Depuis ma prise de fonction, j’ai eu l’opportunité de visiter plusieurs Etats membres. J’ai pu constater les effets néfastes des crises successives, l’augmentation des inégalités, la question brûlante du coût de la vie, pour ne nommer que quelques-uns des problèmes qui se posent à nous.

Cependant, j’ai été également témoin de la détermination de nombreux gouvernements et partenaires sociaux à faire face à ces défis, ainsi qu’aux nouveaux enjeux.

Il existe, fort heureusement, une réelle volonté de s’attaquer aux obstacles structurels qui entravent le progrès économique et social. Je parle ici d’un engagement pour faire en sorte que les nouvelles technologies créent des emplois décents, pour fournir les compétences et le soutien nécessaires à la transition juste afin que travailleuses et travailleurs, ainsi que les entreprises, puissent bénéficier de la nouvelle économie à faible intensité de carbone, et pour soutenir la protection sociale dans des sociétés toujours plus justes, cohésives et résilientes.

C’est pour toutes ces raisons que mon premier rapport à la Conférence a pour objet de Faire avancer la justice sociale.

Je remercie aussi chaleureusement les chefs d’État et de gouvernement, les représentants des organisations d’employeurs et de travailleurs, les collègues des agents du système multilateral et les autres dirigeants qui ont accepté de prendre part au Sommet sur le monde du travail : justice sociale pour tous.

Excellences, Mesdames et Messieurs,

Dans ce contexte, nous devons renforcer notre attachement à un multilatéralisme efficace. Il doit se matérialiser, au sein de l’OIT et au-delà de notre organisation, par un engagement constructif et une recherche de solutions partagées et consensuelles.

Face aux risques de divisions, face aux risques d’enracinement et face aux risques de polarisation des diverses opinions, nous avons le devoir et l’obligation morale de maximiser l’usage de la diplomatie pour rapprocher les points de vue des différents groupes. In fine, à un moment où le multilatéralisme est mis à mal, nous devons tout faire pour assurer la primauté de la force de la diplomatie internationale sur la diplomatie de la force.

Nous devons essayer de comprendre les points de vue des uns et des autres, de chercher des terrains d’entente et de faciliter l’inclusion.

A l’OIT, cela signifie aussi faire avancer la ratification de l’amendement constitutionnel de 1986 afin que nous puissions progresser dans la démocratisation de la gouvernance de l’OIT.

Il est de mon devoir, comme directeur général, d’attirer votre attention sur ce malaise, car en effet il y a ce malaise. Deux tiers des Etats membres, soit 125 pays ont ratifié ledit amendement. Mais sa mise en œuvre demeure illusoire et bloquée par 8 des 10 Etats membres ayant l’importance industrielle considérable. Cet état des choses est contraire à nos valeurs de démocratie, de transparence et de justice sociale.
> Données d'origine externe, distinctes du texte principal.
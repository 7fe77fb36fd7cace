use async_trait::async_trait;

use crate::telegram::command_system::{Command, CommandContext, CommandError};

pub struct ListCommand;

#[async_trait]
impl Command for ListCommand {
    fn name(&self) -> &'static str {
        "list"
    }

    fn description(&self) -> &'static str {
        "Show the channels you follow"
    }

    async fn execute(&self, ctx: &CommandContext, _args: Vec<String>) -> Result<String, CommandError> {
        let channels = ctx.store.list_subscriptions_for_user(ctx.user_id)?;
        if channels.is_empty() {
            return Ok("You aren't following any channels yet. Use /add &lt;channel&gt; to start.".to_string());
        }

        let mut reply = format!("📺 You follow {} channel(s):\n", channels.len());
        for channel in &channels {
            // Stored names are validated logins, no escaping needed.
            reply.push_str(&format!("• <a href=\"https://twitch.tv/{0}\">{0}</a>\n", channel));
        }
        Ok(reply)
    }
}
Excellences, Mesdames et Messieurs,

Gardons à l’esprit toute notre expérience de négociation tripartite au cours des deux prochaines semaines pour parvenir à un consensus au sein des diverses commissions de la Conférence.

Tout d’abord, j’attends avec impatience la discussion de l’étude d’ensemble sur la réalisation de l’égalité entre les femmes et les hommes au travail qui sera au centre des travaux de la Commission de l’application des normes.

Deuxièmement, la Commission normative sur l’apprentissage se penchera sur la nécessité cruciale de promouvoir un apprentissage de qualité dans le cadre de politiques adéquates. Elle offre l’occasion de définir éventuellement une nouvelle norme internationale du travail sur l’apprentissage de qualité.

Troisièmement, j’encourage la Commission chargée de la discussion récurrente sur la protection des travailleurs qui nous indiquera les futures priorités en matière de renforcement des institutions du travail dans l’esprit de la Déclaration du centenaire de l’OIT, je ne peux que me réjouir de l’intérêt des participants pour se pencher sur cette question.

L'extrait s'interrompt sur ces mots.